#### Data provided ####

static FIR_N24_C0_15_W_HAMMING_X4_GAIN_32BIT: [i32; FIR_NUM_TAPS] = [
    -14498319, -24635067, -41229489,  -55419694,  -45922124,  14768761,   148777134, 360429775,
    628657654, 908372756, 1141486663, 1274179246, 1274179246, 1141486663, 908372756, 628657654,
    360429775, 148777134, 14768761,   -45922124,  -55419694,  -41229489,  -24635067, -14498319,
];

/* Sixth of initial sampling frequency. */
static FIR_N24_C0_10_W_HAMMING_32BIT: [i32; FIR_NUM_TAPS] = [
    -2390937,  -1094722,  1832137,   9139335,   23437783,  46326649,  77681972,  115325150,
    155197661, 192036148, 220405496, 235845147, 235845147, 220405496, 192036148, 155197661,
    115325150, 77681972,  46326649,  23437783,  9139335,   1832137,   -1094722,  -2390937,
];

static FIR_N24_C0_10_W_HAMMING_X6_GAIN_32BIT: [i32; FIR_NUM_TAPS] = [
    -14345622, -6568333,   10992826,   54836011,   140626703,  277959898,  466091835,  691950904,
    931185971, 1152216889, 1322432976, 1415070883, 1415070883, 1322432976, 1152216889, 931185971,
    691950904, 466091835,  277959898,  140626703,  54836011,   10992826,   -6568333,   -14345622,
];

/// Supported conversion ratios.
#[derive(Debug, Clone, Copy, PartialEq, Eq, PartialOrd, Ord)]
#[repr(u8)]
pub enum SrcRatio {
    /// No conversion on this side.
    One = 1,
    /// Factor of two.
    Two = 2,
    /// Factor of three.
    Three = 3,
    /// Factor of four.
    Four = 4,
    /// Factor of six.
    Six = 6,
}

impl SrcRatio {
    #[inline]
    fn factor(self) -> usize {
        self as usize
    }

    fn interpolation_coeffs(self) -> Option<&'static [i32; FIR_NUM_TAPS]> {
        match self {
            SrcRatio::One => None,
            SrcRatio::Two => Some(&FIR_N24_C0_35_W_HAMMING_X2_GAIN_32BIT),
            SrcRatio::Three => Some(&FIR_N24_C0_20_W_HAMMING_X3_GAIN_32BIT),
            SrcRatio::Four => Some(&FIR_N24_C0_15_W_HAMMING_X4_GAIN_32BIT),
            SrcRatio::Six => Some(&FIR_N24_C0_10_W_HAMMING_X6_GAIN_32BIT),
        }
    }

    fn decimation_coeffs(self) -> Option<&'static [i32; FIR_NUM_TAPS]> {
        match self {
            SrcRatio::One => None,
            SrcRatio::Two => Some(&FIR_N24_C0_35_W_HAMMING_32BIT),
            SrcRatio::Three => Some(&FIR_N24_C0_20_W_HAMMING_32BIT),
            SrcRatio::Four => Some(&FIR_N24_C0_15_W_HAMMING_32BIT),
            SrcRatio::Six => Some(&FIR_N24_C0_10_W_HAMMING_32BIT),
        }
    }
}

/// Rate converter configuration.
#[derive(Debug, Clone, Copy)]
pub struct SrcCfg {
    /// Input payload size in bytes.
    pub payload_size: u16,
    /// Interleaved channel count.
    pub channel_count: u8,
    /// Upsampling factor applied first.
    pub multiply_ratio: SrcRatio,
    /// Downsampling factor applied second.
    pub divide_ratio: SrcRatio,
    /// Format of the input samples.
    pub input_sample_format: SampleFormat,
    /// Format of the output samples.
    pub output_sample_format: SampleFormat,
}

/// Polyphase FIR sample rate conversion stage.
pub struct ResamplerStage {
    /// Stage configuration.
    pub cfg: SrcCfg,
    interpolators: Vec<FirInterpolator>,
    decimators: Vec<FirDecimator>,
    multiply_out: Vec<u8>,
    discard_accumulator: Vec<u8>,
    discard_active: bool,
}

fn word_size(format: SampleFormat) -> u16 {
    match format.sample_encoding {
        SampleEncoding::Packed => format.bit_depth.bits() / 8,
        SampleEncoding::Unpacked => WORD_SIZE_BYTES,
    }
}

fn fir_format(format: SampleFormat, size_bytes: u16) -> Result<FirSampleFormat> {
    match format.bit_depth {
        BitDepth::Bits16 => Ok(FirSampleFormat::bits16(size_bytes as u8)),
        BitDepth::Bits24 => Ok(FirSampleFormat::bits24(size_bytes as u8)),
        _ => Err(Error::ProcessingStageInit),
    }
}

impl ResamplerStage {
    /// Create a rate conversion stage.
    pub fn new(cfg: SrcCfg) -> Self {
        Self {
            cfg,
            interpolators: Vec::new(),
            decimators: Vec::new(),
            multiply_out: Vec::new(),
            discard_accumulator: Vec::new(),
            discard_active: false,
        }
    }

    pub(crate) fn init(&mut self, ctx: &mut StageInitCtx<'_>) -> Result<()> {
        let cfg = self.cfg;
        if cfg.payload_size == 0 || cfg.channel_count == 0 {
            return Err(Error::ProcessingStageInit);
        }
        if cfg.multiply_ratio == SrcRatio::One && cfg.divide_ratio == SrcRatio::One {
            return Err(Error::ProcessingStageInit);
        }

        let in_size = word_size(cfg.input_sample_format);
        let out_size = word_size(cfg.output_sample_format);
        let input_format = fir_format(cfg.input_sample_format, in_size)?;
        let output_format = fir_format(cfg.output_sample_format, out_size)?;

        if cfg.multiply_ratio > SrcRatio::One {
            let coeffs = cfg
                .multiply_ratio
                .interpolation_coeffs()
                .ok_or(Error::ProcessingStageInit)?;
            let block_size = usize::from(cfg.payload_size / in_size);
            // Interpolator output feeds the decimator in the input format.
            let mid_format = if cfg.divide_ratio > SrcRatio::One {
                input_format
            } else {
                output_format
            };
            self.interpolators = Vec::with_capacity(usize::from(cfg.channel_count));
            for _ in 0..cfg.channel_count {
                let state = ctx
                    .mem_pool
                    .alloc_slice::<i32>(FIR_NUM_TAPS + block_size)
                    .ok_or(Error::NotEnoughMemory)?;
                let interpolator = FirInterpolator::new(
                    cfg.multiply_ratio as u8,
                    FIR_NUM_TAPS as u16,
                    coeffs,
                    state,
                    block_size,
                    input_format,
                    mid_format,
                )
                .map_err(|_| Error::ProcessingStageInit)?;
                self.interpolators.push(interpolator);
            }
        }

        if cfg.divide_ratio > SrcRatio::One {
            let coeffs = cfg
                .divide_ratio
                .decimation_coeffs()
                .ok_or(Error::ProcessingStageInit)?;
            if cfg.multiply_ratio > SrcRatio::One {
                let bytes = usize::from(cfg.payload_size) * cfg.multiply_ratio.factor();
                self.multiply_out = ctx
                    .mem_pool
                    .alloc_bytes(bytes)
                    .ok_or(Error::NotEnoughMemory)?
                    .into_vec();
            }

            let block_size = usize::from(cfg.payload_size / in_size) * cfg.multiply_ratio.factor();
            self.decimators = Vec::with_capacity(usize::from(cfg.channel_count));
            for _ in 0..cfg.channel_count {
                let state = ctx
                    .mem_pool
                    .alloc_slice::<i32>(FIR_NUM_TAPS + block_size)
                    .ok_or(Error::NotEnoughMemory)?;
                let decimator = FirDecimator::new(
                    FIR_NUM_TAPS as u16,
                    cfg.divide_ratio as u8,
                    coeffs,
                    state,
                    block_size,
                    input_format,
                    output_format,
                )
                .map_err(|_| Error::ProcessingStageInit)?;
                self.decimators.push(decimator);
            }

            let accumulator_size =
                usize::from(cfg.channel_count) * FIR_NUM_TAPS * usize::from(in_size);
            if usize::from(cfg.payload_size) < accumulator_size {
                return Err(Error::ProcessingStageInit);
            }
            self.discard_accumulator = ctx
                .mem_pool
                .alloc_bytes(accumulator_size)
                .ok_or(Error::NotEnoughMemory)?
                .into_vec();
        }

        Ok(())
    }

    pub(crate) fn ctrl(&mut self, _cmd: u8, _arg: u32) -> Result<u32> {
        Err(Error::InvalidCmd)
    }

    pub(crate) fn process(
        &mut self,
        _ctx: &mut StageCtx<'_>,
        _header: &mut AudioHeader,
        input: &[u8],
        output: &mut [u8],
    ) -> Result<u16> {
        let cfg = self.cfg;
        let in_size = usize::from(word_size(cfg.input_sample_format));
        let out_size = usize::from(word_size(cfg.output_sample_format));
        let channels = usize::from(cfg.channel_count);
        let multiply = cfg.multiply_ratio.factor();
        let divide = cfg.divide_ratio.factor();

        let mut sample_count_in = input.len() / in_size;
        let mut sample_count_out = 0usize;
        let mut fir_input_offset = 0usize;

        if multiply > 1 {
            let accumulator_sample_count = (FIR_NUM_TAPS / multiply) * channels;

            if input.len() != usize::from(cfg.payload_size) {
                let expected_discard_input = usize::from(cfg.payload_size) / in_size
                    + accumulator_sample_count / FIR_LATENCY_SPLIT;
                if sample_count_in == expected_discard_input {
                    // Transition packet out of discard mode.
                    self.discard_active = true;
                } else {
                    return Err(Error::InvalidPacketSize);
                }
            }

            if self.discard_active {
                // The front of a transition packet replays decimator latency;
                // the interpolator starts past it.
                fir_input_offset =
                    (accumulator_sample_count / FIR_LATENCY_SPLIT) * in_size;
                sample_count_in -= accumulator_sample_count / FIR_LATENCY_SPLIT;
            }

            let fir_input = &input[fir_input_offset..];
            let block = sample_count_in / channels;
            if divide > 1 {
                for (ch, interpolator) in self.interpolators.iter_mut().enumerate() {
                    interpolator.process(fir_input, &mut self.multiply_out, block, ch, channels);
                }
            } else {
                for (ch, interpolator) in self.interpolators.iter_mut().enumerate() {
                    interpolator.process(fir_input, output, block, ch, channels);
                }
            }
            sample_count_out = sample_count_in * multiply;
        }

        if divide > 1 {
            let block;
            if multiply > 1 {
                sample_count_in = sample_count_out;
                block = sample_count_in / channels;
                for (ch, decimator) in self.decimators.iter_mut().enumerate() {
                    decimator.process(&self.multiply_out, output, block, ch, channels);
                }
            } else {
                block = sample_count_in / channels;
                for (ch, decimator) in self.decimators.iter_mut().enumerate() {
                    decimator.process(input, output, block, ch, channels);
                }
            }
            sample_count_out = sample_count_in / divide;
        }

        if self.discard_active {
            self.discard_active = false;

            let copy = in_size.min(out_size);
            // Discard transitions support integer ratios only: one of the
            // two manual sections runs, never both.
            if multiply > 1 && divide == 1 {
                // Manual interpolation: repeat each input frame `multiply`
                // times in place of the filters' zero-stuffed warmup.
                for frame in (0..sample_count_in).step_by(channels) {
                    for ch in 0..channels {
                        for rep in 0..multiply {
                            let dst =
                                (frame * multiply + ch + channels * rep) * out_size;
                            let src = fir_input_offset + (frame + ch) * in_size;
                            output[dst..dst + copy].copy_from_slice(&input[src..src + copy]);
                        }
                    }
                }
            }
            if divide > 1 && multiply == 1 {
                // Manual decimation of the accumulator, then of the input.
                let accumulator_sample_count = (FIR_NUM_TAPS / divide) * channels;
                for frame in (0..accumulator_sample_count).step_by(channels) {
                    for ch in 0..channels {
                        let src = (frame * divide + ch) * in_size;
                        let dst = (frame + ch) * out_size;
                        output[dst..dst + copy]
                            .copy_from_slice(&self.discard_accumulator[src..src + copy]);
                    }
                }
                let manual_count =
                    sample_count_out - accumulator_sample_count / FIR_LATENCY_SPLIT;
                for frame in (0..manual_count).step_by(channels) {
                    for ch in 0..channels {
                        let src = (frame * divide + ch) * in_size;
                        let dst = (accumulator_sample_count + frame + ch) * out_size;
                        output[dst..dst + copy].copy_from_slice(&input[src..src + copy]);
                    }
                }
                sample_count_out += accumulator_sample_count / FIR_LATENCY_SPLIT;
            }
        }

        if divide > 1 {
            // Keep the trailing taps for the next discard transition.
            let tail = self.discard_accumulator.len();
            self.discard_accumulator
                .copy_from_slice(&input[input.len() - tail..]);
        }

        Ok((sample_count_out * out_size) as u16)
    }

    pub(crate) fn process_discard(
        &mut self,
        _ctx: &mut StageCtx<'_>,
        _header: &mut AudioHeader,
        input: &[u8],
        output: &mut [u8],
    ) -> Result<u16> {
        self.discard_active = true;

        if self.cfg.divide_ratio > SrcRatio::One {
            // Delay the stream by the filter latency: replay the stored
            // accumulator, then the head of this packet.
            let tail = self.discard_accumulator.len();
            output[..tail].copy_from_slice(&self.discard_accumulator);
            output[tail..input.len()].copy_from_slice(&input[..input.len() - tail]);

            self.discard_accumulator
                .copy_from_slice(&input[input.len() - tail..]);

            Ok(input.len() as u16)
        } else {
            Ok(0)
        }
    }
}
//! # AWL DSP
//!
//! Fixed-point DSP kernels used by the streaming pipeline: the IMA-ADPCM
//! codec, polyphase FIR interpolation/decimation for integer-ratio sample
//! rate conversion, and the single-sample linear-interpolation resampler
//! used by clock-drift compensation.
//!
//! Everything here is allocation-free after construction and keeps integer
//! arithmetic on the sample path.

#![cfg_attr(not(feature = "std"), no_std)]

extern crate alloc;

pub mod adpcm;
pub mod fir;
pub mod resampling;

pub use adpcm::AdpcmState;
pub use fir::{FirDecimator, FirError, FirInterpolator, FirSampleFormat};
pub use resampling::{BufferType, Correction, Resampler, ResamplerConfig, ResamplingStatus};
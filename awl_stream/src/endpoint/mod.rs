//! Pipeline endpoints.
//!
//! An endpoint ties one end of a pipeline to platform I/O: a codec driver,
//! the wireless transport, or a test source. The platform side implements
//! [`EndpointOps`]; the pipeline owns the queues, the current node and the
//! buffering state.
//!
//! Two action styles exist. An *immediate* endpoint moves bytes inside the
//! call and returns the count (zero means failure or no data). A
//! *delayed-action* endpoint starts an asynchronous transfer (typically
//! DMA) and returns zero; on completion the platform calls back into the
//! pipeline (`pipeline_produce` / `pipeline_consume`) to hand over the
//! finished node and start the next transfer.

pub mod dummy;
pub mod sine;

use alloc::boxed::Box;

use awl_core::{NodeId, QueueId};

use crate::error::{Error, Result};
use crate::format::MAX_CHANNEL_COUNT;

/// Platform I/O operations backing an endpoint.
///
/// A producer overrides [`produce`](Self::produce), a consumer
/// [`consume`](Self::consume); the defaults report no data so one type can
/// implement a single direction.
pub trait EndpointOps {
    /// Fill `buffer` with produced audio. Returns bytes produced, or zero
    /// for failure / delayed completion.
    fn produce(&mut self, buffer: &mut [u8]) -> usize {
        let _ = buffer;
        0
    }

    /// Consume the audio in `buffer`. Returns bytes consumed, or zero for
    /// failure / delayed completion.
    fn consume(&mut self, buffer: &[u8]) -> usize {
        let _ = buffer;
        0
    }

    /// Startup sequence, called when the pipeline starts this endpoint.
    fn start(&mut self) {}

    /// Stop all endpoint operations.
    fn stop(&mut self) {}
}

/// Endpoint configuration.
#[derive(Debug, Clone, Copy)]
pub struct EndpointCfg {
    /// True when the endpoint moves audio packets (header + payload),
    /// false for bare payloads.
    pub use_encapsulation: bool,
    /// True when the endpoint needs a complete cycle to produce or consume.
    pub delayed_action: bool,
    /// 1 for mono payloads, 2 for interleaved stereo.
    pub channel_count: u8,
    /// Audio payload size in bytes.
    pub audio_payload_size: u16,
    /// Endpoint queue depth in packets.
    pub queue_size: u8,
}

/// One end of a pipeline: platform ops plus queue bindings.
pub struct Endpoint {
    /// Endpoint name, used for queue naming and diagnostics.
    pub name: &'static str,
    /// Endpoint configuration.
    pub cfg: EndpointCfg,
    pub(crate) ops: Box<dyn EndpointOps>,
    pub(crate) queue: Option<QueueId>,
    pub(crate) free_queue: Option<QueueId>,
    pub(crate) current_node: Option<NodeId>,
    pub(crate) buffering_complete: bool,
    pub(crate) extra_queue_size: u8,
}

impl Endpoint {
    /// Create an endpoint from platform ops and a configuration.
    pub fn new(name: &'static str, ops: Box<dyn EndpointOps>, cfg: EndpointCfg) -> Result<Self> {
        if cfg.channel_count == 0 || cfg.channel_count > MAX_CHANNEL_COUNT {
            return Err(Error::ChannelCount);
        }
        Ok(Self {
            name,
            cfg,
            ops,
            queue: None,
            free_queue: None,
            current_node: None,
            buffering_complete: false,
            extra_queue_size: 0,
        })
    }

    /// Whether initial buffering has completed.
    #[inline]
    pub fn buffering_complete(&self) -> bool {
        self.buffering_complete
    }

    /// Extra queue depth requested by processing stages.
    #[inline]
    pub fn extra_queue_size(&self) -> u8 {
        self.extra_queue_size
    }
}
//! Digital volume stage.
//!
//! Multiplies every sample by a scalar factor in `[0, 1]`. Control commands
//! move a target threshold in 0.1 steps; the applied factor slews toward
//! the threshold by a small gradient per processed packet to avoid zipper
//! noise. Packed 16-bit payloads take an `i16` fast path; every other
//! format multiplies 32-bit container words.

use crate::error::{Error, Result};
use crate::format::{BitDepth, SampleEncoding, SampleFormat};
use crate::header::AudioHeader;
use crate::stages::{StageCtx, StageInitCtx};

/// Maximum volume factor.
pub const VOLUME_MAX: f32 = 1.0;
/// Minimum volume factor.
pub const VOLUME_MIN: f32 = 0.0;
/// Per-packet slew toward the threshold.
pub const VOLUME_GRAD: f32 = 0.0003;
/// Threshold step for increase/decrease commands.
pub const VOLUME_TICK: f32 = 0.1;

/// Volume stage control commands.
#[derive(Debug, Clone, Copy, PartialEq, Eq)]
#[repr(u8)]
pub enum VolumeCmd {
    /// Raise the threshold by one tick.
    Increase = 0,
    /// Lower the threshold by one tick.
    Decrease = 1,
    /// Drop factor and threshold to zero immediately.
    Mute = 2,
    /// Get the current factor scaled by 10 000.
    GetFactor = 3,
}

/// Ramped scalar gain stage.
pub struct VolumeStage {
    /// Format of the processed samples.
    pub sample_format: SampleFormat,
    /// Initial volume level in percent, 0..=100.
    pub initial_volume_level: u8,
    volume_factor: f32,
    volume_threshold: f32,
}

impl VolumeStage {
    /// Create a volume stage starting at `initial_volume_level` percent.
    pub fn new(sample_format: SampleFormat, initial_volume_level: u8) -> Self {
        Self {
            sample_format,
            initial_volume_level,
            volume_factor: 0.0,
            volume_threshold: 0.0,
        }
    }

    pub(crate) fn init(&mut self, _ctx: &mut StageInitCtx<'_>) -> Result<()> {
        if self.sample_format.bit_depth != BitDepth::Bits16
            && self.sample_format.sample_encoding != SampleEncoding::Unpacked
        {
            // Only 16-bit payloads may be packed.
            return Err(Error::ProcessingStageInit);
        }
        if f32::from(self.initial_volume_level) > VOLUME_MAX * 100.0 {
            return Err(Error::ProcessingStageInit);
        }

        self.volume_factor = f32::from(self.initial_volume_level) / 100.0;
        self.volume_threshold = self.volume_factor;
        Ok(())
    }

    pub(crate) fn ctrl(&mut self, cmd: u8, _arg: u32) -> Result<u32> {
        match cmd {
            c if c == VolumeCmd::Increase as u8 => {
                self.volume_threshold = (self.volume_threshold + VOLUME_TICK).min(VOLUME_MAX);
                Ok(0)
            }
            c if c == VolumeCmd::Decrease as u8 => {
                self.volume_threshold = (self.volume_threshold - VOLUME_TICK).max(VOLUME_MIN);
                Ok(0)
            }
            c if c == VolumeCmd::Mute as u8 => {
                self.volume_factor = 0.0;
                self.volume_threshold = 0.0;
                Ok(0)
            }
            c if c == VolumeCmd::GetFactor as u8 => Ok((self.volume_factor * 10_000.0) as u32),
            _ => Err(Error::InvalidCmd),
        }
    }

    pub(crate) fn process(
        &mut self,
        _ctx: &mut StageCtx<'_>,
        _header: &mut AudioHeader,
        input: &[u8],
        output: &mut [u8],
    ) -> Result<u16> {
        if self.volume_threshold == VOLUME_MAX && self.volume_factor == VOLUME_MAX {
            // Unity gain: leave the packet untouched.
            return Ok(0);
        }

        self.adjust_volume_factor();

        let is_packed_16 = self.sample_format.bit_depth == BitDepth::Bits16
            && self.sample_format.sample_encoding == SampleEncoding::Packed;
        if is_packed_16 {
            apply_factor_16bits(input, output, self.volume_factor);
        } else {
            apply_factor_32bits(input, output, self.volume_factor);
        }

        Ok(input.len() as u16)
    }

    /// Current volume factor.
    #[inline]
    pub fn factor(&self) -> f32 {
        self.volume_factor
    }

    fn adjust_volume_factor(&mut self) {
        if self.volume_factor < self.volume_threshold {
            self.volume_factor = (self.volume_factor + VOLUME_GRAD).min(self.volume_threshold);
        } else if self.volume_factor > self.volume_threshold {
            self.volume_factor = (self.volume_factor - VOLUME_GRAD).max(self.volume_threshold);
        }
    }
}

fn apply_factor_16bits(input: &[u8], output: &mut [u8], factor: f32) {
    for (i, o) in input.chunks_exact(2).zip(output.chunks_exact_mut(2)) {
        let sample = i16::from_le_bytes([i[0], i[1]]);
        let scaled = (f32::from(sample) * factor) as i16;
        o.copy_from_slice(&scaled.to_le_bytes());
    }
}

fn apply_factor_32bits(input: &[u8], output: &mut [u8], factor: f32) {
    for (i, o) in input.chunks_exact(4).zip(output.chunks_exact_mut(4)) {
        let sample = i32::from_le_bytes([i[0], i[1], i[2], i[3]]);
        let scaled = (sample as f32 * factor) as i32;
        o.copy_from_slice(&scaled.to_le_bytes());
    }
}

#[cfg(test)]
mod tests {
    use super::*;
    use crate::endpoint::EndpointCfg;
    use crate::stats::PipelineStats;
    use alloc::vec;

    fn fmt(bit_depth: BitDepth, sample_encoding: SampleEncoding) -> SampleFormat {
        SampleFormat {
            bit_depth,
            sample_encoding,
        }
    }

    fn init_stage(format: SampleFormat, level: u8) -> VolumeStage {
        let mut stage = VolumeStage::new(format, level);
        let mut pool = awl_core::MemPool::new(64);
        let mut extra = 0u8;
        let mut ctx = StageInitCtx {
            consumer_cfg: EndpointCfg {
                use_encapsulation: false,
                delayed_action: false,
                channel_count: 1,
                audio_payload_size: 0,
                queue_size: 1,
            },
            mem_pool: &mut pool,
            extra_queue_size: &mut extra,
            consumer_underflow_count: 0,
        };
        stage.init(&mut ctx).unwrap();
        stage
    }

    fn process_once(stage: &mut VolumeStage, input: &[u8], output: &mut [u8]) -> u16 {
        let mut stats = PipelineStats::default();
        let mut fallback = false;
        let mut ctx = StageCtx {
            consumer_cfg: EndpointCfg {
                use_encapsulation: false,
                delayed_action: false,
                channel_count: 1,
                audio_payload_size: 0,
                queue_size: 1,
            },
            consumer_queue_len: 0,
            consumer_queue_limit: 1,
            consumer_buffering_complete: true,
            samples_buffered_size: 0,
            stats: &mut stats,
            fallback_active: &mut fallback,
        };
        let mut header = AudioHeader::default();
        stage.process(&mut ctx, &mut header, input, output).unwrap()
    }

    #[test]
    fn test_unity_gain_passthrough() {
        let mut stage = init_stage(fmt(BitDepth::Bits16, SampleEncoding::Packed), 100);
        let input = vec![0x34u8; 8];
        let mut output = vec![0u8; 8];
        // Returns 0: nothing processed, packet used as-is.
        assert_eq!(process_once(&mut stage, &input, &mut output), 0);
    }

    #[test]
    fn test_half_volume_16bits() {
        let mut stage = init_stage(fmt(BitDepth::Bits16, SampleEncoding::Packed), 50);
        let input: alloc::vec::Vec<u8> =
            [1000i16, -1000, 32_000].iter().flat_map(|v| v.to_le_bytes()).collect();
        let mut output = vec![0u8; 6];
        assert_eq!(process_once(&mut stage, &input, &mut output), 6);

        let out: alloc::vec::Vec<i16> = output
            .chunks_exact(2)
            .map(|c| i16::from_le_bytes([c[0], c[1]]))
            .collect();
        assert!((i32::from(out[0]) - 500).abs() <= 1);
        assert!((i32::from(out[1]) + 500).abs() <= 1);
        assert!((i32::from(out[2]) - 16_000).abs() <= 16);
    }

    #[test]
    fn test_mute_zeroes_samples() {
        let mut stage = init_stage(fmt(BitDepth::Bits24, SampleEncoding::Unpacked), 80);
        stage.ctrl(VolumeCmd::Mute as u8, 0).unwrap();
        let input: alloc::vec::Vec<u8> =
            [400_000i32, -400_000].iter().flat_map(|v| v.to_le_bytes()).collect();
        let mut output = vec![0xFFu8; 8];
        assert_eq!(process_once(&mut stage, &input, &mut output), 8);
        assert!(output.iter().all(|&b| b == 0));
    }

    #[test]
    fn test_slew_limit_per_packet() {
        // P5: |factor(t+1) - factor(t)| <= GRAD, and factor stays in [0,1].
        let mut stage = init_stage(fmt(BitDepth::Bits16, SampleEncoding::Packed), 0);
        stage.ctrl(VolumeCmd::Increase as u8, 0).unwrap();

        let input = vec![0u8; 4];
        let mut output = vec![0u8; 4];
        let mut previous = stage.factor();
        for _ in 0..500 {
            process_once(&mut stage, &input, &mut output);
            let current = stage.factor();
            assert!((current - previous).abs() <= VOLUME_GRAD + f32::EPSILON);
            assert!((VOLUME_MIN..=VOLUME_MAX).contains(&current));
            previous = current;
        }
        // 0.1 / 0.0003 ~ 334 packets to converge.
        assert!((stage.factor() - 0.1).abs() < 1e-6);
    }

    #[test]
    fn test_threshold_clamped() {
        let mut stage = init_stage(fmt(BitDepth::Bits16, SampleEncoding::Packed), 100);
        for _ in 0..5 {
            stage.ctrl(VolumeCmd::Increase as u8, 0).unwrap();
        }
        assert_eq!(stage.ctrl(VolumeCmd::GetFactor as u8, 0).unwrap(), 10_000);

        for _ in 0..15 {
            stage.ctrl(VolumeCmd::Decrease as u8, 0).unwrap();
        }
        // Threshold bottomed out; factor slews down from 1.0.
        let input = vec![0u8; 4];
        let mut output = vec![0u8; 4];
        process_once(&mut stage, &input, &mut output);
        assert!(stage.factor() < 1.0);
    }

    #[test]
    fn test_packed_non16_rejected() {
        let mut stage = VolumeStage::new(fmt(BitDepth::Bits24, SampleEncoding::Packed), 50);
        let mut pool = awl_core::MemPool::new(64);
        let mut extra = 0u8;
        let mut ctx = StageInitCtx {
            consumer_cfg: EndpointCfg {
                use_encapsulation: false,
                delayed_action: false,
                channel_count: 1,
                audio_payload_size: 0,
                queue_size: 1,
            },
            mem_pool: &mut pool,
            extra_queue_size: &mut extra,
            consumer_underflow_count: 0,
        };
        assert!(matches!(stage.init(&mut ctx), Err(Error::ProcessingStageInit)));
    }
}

####

Please report how many lines of the entries above contain the string "commands". Reply with only the number.

▶ Task output
3